Rise in hate crimes against Muslims, Hindus and other communities in US: Report
One in five perpetrators of hate violence incidents referenced President Trump, a Trump policy, or a Trump campaign slogan, underlining a strong link between the president’s anti-Muslim agenda and hate violence post- electioworld Updated: Feb 04, 2018 08:38 IST
A year after President Donald Trump’s election, there has been a substantial increase in hate violence against South Asian, Muslim, Sikh, Hindu, Middle Eastern, and Arab communities in the US, a report said on Friday.
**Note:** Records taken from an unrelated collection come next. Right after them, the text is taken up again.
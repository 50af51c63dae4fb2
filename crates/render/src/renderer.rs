use crate::draw::DrawList;
use crate::viewport::Viewport;
use orbitview_camera::CameraPose;
use orbitview_scene::{MeshStore, NodeKind, SceneGraph};
use std::fmt::Write as _;

/// Read-only view of everything one frame draws.
#[derive(Debug, Clone, Copy)]
pub struct FrameInput<'a> {
    pub scene: &'a SceneGraph,
    pub meshes: &'a MeshStore,
    pub camera: &'a CameraPose,
    pub viewport: &'a Viewport,
}

/// Renderer-agnostic interface. All renderers implement this trait.
///
/// A renderer reads the scene, mesh store, camera and viewport; it never
/// mutates them. It may keep its own caches (uploaded meshes, targets).
pub trait Renderer {
    /// The output type produced by this renderer.
    type Output;

    /// Render one frame.
    fn render(&mut self, frame: &FrameInput<'_>) -> Self::Output;
}

/// Produces a human-readable dump of a frame. Used by the CLI and tests.
#[derive(Debug, Default)]
pub struct DebugTextRenderer {
    frames: u64,
}

impl DebugTextRenderer {
    pub fn new() -> Self {
        Self::default()
    }

    pub fn frames_rendered(&self) -> u64 {
        self.frames
    }
}

impl Renderer for DebugTextRenderer {
    type Output = String;

    fn render(&mut self, frame: &FrameInput<'_>) -> String {
        self.frames += 1;
        let draw = DrawList::collect(frame.scene);
        let vp = frame.viewport;
        let cam = frame.camera;

        let mut out = String::new();
        let _ = writeln!(
            out,
            "=== Frame {} ({}x{} @{:.1}x) ===",
            self.frames,
            vp.width(),
            vp.height(),
            vp.pixel_ratio()
        );
        let _ = writeln!(
            out,
            "Camera: eye=({:.2}, {:.2}, {:.2}) target=({:.2}, {:.2}, {:.2}) fov={:.0} aspect={:.3}",
            cam.position.x,
            cam.position.y,
            cam.position.z,
            cam.target.x,
            cam.target.y,
            cam.target.z,
            cam.fov_degrees,
            cam.aspect
        );
        let _ = writeln!(
            out,
            "Nodes: {}  Draws: {}  Casters: {}  Meshes: {}",
            frame.scene.node_count(),
            draw.len(),
            draw.shadow_casters().count(),
            frame.meshes.len()
        );
        if let Some(light) = &draw.light {
            let _ = writeln!(
                out,
                "Light: pos=({:.1}, {:.1}, {:.1}) intensity={:.0}",
                light.position.x, light.position.y, light.position.z, light.light.intensity
            );
        }

        for visit in frame.scene.traverse() {
            let node = visit.node;
            let tag = match node.kind {
                NodeKind::Group => "group",
                NodeKind::Mesh(_) => "mesh",
                NodeKind::Light(_) => "light",
            };
            let p = node.transform.position;
            let _ = writeln!(
                out,
                "{:indent$}- {} [{}] pos=({:.2}, {:.2}, {:.2}){}{}",
                "",
                node.name,
                tag,
                p.x,
                p.y,
                p.z,
                if node.cast_shadow { " cast" } else { "" },
                if node.receive_shadow { " recv" } else { "" },
                indent = visit.depth * 2
            );
        }
        out
    }
}
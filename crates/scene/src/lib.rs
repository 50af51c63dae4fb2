//! Scene graph: the ordered node tree the viewer draws, plus mesh geometry.
//!
//! # Invariants
//! - The graph is a tree under a single root; nodes are never removed.
//! - Traversal is depth-first, parent before children, siblings in insertion order.
//! - Shadow flags are plain data; the renderer decides what to do with them.

mod graph;
mod mesh;
mod node;

pub use graph::{NodeId, SceneError, SceneEvent, SceneGraph, Traverse, Visit};
pub use mesh::{MeshData, MeshStore};
pub use node::{DetachedNode, LightSource, MeshRef, NodeKind, SceneNode};
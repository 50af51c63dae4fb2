use std::path::PathBuf;

/// Errors returned synchronously by [`crate::AssetLoader::load`].
#[derive(Debug, thiserror::Error)]
pub enum LoaderError {
    #[error("a load is already in progress")]
    LoadInProgress,
    #[error("failed to start loader worker: {0}")]
    Spawn(#[from] std::io::Error),
}

/// Why a load request resolved unsuccessfully.
#[derive(Debug, thiserror::Error)]
pub enum AssetLoadFailure {
    #[error("failed to fetch {}: {source}", .path.display())]
    Fetch {
        path: PathBuf,
        #[source]
        source: std::io::Error,
    },
    #[error("glTF parse error: {0}")]
    Parse(String),
    #[error("buffer {index} is missing or shorter than declared")]
    MissingBuffer { index: usize },
    #[error("buffer {index} has an unsupported data URI")]
    InvalidDataUri { index: usize },
    #[error("model contains no scene")]
    NoScene,
    #[error("load was cancelled")]
    Cancelled,
    #[error("loader worker stopped without a result")]
    WorkerLost,
}
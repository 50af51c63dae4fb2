use crate::config::ViewerConfig;
use orbitview_assets::{
    AssetLoader, Fetcher, LoadEvent, LoadProgress, LoadResult, LoaderError, LoaderState,
};
use orbitview_camera::{CameraPose, OrbitController};
use orbitview_common::LoadId;
use orbitview_input::CameraAction;
use orbitview_render::{FrameInput, FrameTimer, Renderer, Viewport};
use orbitview_scene::{MeshData, MeshStore, NodeId, SceneError, SceneGraph, SceneNode};
use std::sync::Arc;
use std::time::Duration;

#[derive(Debug, thiserror::Error)]
pub enum ViewerError {
    #[error(transparent)]
    Loader(#[from] LoaderError),
    #[error(transparent)]
    Scene(#[from] SceneError),
    #[error("the model is already in the scene")]
    ModelAlreadyLoaded,
}

/// Where the model load stands, as shown by the progress overlay.
#[derive(Debug, Clone, PartialEq)]
pub enum LoadStatus {
    NotRequested,
    /// In flight; `None` until the first progress report.
    Pending(Option<LoadProgress>),
    /// Grafted into the scene under this node.
    Loaded(NodeId),
    Failed(String),
}

impl LoadStatus {
    pub fn overlay_visible(&self) -> bool {
        matches!(self, Self::Pending(_) | Self::Failed(_))
    }
}

/// Owns everything the viewer runs on: viewport, camera rig, scene, mesh
/// store, loader. Created once at startup and passed by reference into the
/// frame loop.
pub struct ViewerContext {
    config: ViewerConfig,
    viewport: Viewport,
    controller: OrbitController,
    scene: SceneGraph,
    meshes: MeshStore,
    loader: AssetLoader,
    status: LoadStatus,
    failures: u32,
    ground: NodeId,
    light: NodeId,
    timer: FrameTimer,
}

impl ViewerContext {
    /// Build the static scene (ground and spotlight) and bind the camera.
    /// Does not start the model load.
    pub fn new(config: ViewerConfig, fetcher: Arc<dyn Fetcher>) -> Result<Self, ViewerError> {
        let viewport = Viewport::configure(
            config.window.width,
            config.window.height,
            1.0,
            config.window.clear_color,
        );

        let cam = &config.camera;
        let pose = CameraPose::new(
            cam.fov_degrees,
            viewport.aspect(),
            cam.near_clip,
            cam.far_clip,
            cam.position,
        )
        .with_target(cam.target);
        let controller = OrbitController::new(pose, config.controls);

        let mut scene = SceneGraph::new();
        let mut meshes = MeshStore::new();
        let root = scene.root();

        let g = &config.ground;
        let plane = meshes.insert(MeshData::plane(g.width, g.depth, g.segments_x, g.segments_z));
        let ground = scene.add_node(
            root,
            SceneNode::mesh("ground", plane, g.color).with_shadows(g.cast_shadow, g.receive_shadow),
        )?;

        let l = &config.light;
        let light = scene.add_node(
            root,
            SceneNode::light("spotlight", l.source)
                .with_position(l.position)
                .with_shadows(l.cast_shadow, false),
        )?;

        tracing::info!(
            width = viewport.width(),
            height = viewport.height(),
            nodes = scene.node_count(),
            "viewer context ready"
        );

        Ok(Self {
            config,
            viewport,
            controller,
            scene,
            meshes,
            loader: AssetLoader::new(fetcher),
            status: LoadStatus::NotRequested,
            failures: 0,
            ground,
            light,
            timer: FrameTimer::default(),
        })
    }

    /// Start loading the configured model. Also used to retry after a
    /// failure.
    pub fn request_model_load(&mut self) -> Result<LoadId, ViewerError> {
        if matches!(self.status, LoadStatus::Loaded(_)) {
            return Err(ViewerError::ModelAlreadyLoaded);
        }
        let request = self.config.model.request();
        tracing::info!(path = %request.description_path().display(), "requesting model");
        let id = self.loader.load(request)?;
        self.status = LoadStatus::Pending(None);
        Ok(id)
    }

    /// One iteration of the render loop: deliver loader events, advance
    /// the camera, then draw.
    pub fn frame<R: Renderer>(&mut self, dt: Duration, renderer: &mut R) -> R::Output {
        let span = tracing::trace_span!("frame", n = self.timer.total_frames());
        let _enter = span.enter();

        self.pump_loader();
        let moved = self.controller.tick(dt.as_secs_f32());
        tracing::trace!(moved, "camera ticked");

        let output = renderer.render(&FrameInput {
            scene: &self.scene,
            meshes: &self.meshes,
            camera: self.controller.pose(),
            viewport: &self.viewport,
        });
        self.timer.record(dt);
        output
    }

    /// Apply a new window size in logical pixels. The camera aspect is
    /// updated before the next frame. Returns `false` if nothing changed.
    pub fn resize(&mut self, width: u32, height: u32) -> bool {
        if !self.viewport.resize(width, height) {
            return false;
        }
        self.controller.set_aspect(self.viewport.aspect());
        true
    }

    pub fn set_pixel_ratio(&mut self, pixel_ratio: f32) -> bool {
        self.viewport.set_pixel_ratio(pixel_ratio)
    }

    pub fn apply_input(&mut self, action: CameraAction) {
        self.controller.apply(&action, self.viewport.height());
    }

    pub fn load_status(&self) -> &LoadStatus {
        &self.status
    }

    /// Number of loads that ended in failure.
    pub fn failed_loads(&self) -> u32 {
        self.failures
    }

    /// Abandon any in-flight load. The scene is left as it is.
    pub fn shutdown(&mut self) {
        if self.loader.state() == LoaderState::Loading {
            self.loader.cancel();
            self.status = LoadStatus::NotRequested;
        }
        tracing::info!(frames = self.timer.total_frames(), "viewer shut down");
    }

    pub fn config(&self) -> &ViewerConfig {
        &self.config
    }

    pub fn scene(&self) -> &SceneGraph {
        &self.scene
    }

    pub fn meshes(&self) -> &MeshStore {
        &self.meshes
    }

    pub fn camera(&self) -> &CameraPose {
        self.controller.pose()
    }

    pub fn controller(&self) -> &OrbitController {
        &self.controller
    }

    pub fn viewport(&self) -> &Viewport {
        &self.viewport
    }

    pub fn timer(&self) -> &FrameTimer {
        &self.timer
    }

    pub fn ground(&self) -> NodeId {
        self.ground
    }

    pub fn light(&self) -> NodeId {
        self.light
    }

    pub fn model_root(&self) -> Option<NodeId> {
        match self.status {
            LoadStatus::Loaded(id) => Some(id),
            _ => None,
        }
    }

    fn pump_loader(&mut self) {
        for event in self.loader.poll() {
            match event {
                LoadEvent::Progress(progress) => {
                    if let LoadStatus::Pending(_) = self.status {
                        self.status = LoadStatus::Pending(Some(progress));
                    }
                    tracing::debug!(
                        loaded = progress.loaded_bytes,
                        total = progress.total_bytes,
                        "model loading"
                    );
                }
                LoadEvent::Finished(LoadResult::Success(model)) => {
                    for (handle, mesh) in model.meshes {
                        self.meshes.insert_with_handle(handle, mesh);
                    }
                    match self.scene.graft(self.scene.root(), model.root) {
                        Ok(id) => {
                            tracing::info!(
                                nodes = self.scene.subtree_size(id),
                                meshes = self.meshes.len(),
                                "model added to scene"
                            );
                            self.status = LoadStatus::Loaded(id);
                        }
                        Err(e) => self.fail(e.to_string()),
                    }
                }
                LoadEvent::Finished(LoadResult::Failure(e)) => self.fail(e.to_string()),
            }
        }
    }

    fn fail(&mut self, message: String) {
        tracing::error!(error = %message, "model load failed");
        self.failures += 1;
        self.status = LoadStatus::Failed(message);
    }
}

#[cfg(test)]
mod tests {
    use super::*;
    use glam::{Vec2, Vec3};
    use orbitview_assets::{MemoryFetcher, fixtures};
    use orbitview_render::DebugTextRenderer;
    use std::sync::Mutex;
    use std::time::Instant;
    use tracing::{Event, Level, Subscriber};
    use tracing_subscriber::Layer;
    use tracing_subscriber::layer::{Context as LayerContext, SubscriberExt};

    const DT: Duration = Duration::from_millis(16);

    fn context(fetcher: MemoryFetcher) -> ViewerContext {
        let mut config = ViewerConfig::default();
        config.model.base_dir = "ship".into();
        ViewerContext::new(config, Arc::new(fetcher)).unwrap()
    }

    fn run_until_settled(ctx: &mut ViewerContext, renderer: &mut DebugTextRenderer) {
        let deadline = Instant::now() + Duration::from_secs(10);
        while matches!(ctx.load_status(), LoadStatus::Pending(_)) {
            assert!(Instant::now() < deadline, "load did not settle");
            ctx.frame(DT, renderer);
            std::thread::sleep(Duration::from_millis(2));
        }
    }

    #[test]
    fn startup_scene_has_ground_and_light() {
        let ctx = context(MemoryFetcher::new());
        assert_eq!(ctx.scene().node_count(), 3);
        assert_eq!(ctx.scene().children(ctx.scene().root()), &[ctx.ground(), ctx.light()]);

        let ground = ctx.scene().get(ctx.ground()).unwrap();
        assert!(ground.has_geometry());
        assert!(ground.receive_shadow && !ground.cast_shadow);
        let light = ctx.scene().get(ctx.light()).unwrap();
        assert!(light.cast_shadow);
        assert_eq!(light.transform.position, Vec3::new(0.0, 25.0, 0.0));

        assert_eq!(*ctx.load_status(), LoadStatus::NotRequested);
        assert!(!ctx.load_status().overlay_visible());
    }

    #[test]
    fn camera_starts_inside_limits() {
        let ctx = context(MemoryFetcher::new());
        let pose = ctx.camera();
        assert_eq!(pose.target, Vec3::new(0.0, 1.0, 0.0));
        assert!(pose.distance() >= 5.0 - 1e-4 && pose.distance() <= 20.0 + 1e-4);
        assert!((pose.aspect - 1280.0 / 720.0).abs() < 1e-6);
    }

    #[test]
    fn resize_updates_viewport_and_aspect() {
        let mut ctx = context(MemoryFetcher::new());
        assert!(ctx.resize(0, 300));
        assert_eq!((ctx.viewport().width(), ctx.viewport().height()), (1, 300));
        assert!((ctx.camera().aspect - 1.0 / 300.0).abs() < 1e-6);
        assert!(!ctx.resize(1, 300));
    }

    #[test]
    fn frames_run_without_a_model() {
        let mut ctx = context(MemoryFetcher::new());
        let mut renderer = DebugTextRenderer::new();
        for _ in 0..5 {
            ctx.frame(DT, &mut renderer);
        }
        assert_eq!(ctx.timer().total_frames(), 5);
        assert_eq!(renderer.frames_rendered(), 5);
    }

    #[test]
    fn input_moves_camera_only_on_frame() {
        let mut ctx = context(MemoryFetcher::new());
        let before = ctx.camera().position;
        ctx.apply_input(CameraAction::Orbit(Vec2::new(120.0, 0.0)));
        assert_eq!(ctx.camera().position, before);
        ctx.frame(DT, &mut DebugTextRenderer::new());
        assert_ne!(ctx.camera().position, before);
    }

    #[test]
    fn successful_load_grafts_once() {
        let fetcher = MemoryFetcher::new().with_file("ship/scene.gltf", fixtures::embedded_gltf());
        let mut ctx = context(fetcher);
        let mut renderer = DebugTextRenderer::new();
        let before = ctx.scene().node_count();

        ctx.request_model_load().unwrap();
        assert!(ctx.load_status().overlay_visible());
        run_until_settled(&mut ctx, &mut renderer);

        let LoadStatus::Loaded(model) = *ctx.load_status() else {
            panic!("expected loaded, got {:?}", ctx.load_status());
        };
        assert!(!ctx.load_status().overlay_visible());
        assert_eq!(ctx.scene().node_count(), before + fixtures::MODEL_NODE_COUNT);
        assert_eq!(ctx.scene().children(ctx.scene().root()).last(), Some(&model));
        assert_eq!(
            ctx.scene().get(model).unwrap().transform.position,
            Vec3::new(0.0, 1.05, -1.0)
        );

        for visit in ctx.scene().traverse_from(model) {
            if visit.node.has_geometry() {
                assert!(visit.node.cast_shadow && visit.node.receive_shadow);
                let handle = visit.node.mesh_ref().unwrap().handle;
                assert!(ctx.meshes().contains(handle));
            }
        }

        ctx.frame(DT, &mut renderer);
        assert_eq!(ctx.scene().node_count(), before + fixtures::MODEL_NODE_COUNT);
        assert!(matches!(
            ctx.request_model_load(),
            Err(ViewerError::ModelAlreadyLoaded)
        ));
    }

    #[test]
    fn failed_load_leaves_scene_untouched_and_reports_once() {
        let mut ctx = context(MemoryFetcher::new());
        let mut renderer = DebugTextRenderer::new();
        let before = ctx.scene().node_count();

        ctx.request_model_load().unwrap();
        run_until_settled(&mut ctx, &mut renderer);
        assert!(matches!(ctx.load_status(), LoadStatus::Failed(_)));
        assert!(ctx.load_status().overlay_visible());

        for _ in 0..5 {
            ctx.frame(DT, &mut renderer);
        }
        assert_eq!(ctx.failed_loads(), 1);
        assert_eq!(ctx.scene().node_count(), before);
    }

    /// Keeps the level of every event seen on the subscribed thread.
    #[derive(Clone, Default)]
    struct LevelLog(Arc<Mutex<Vec<Level>>>);

    impl<S: Subscriber> Layer<S> for LevelLog {
        fn on_event(&self, event: &Event<'_>, _ctx: LayerContext<'_, S>) {
            self.0.lock().unwrap().push(*event.metadata().level());
        }
    }

    impl LevelLog {
        fn count(&self, level: Level) -> usize {
            self.0.lock().unwrap().iter().filter(|l| **l == level).count()
        }
    }

    #[test]
    fn failed_load_logs_a_single_error() {
        let log = LevelLog::default();
        let subscriber = tracing_subscriber::registry().with(log.clone());
        tracing::subscriber::with_default(subscriber, || {
            let mut ctx = context(MemoryFetcher::new());
            let mut renderer = DebugTextRenderer::new();
            ctx.request_model_load().unwrap();
            run_until_settled(&mut ctx, &mut renderer);
            for _ in 0..3 {
                ctx.frame(DT, &mut renderer);
            }
        });
        assert_eq!(log.count(Level::ERROR), 1);
        assert_eq!(log.count(Level::WARN), 0);
    }

    #[test]
    fn retry_after_failure_is_allowed() {
        let mut ctx = context(MemoryFetcher::new());
        let mut renderer = DebugTextRenderer::new();
        ctx.request_model_load().unwrap();
        run_until_settled(&mut ctx, &mut renderer);

        ctx.request_model_load().unwrap();
        assert_eq!(*ctx.load_status(), LoadStatus::Pending(None));
        run_until_settled(&mut ctx, &mut renderer);
        assert_eq!(ctx.failed_loads(), 2);
    }

    #[test]
    fn shutdown_cancels_pending_load() {
        let fetcher = MemoryFetcher::new().with_file("ship/scene.gltf", fixtures::embedded_gltf());
        let mut ctx = context(fetcher);
        ctx.request_model_load().unwrap();
        ctx.shutdown();
        assert_eq!(*ctx.load_status(), LoadStatus::NotRequested);
    }
}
Between November 9, 2016 and November 7, 2017, the not- for-profit group South Asian Americans Living Together (SAALT) said in a report that it recorded 302 incidents of hate violence and xenophobic political rhetoric aimed at these communities.
This is an over 45% increase from its previous analysis in just a year, SAALT said, adding that this has not been seen since the year after the attacks of September 11, 2001.
This breaks down further into 213 incidents of hate violence and 89 instances of xenophobic political rhetoric of which 248, or an astounding 82%, were motivated by anti-Muslim sentiment, it said.
One in five perpetrators of hate violence incidents referenced President Trump, a Trump policy, or a Trump campaign slogan, underlining a strong link between the president’s anti-Muslim agenda and hate violence post- election, the SAALT said.
Suman Raghunathan, executive director of SAALT alleged that through its policies and rhetoric, the Trump administration’s incessant demonisation of Islam has created an environment of hate and fear-mongering for Muslims and those perceived to be Muslim.
“Deadly shootings, torched mosques, vandalised homes and businesses, and young people harassed at school have animated an acutely violent post-election year. This administration must break eye contact with white supremacy if our nation is to live up to its highest ideals of religious freedom,” Raghunathan said.
The report, among other things, underlines the way intersectionality informs hate - both the identities of victims targeted and the systems that criminalise communities.
Women who identify or are perceived as South Asian, Muslim, Sikh, Hindu, Middle Eastern, or Arab were the targets of attack in 28% of the 213 documented hate incidents post-election, it said.
Of the 213 incidents of hate violence documented, one in five perpetrators invoked Trump’s name, his administration’s policies, or his campaign slogans during attacks, it claims.
Women who wear hijab or head scarves are particularly vulnerable, accounting for 63% of the documented hate incidents targeting women.
The report discusses the intersection of immigration, racial profiling, surveillance, and criminal justice policies that compound against communities.
“The growth of white supremacist hate groups and mounting attacks on our communities are proof positive that this administration’s anti-Muslim agenda is not making America great, it’s making Americans afraid,” Raghunathan said.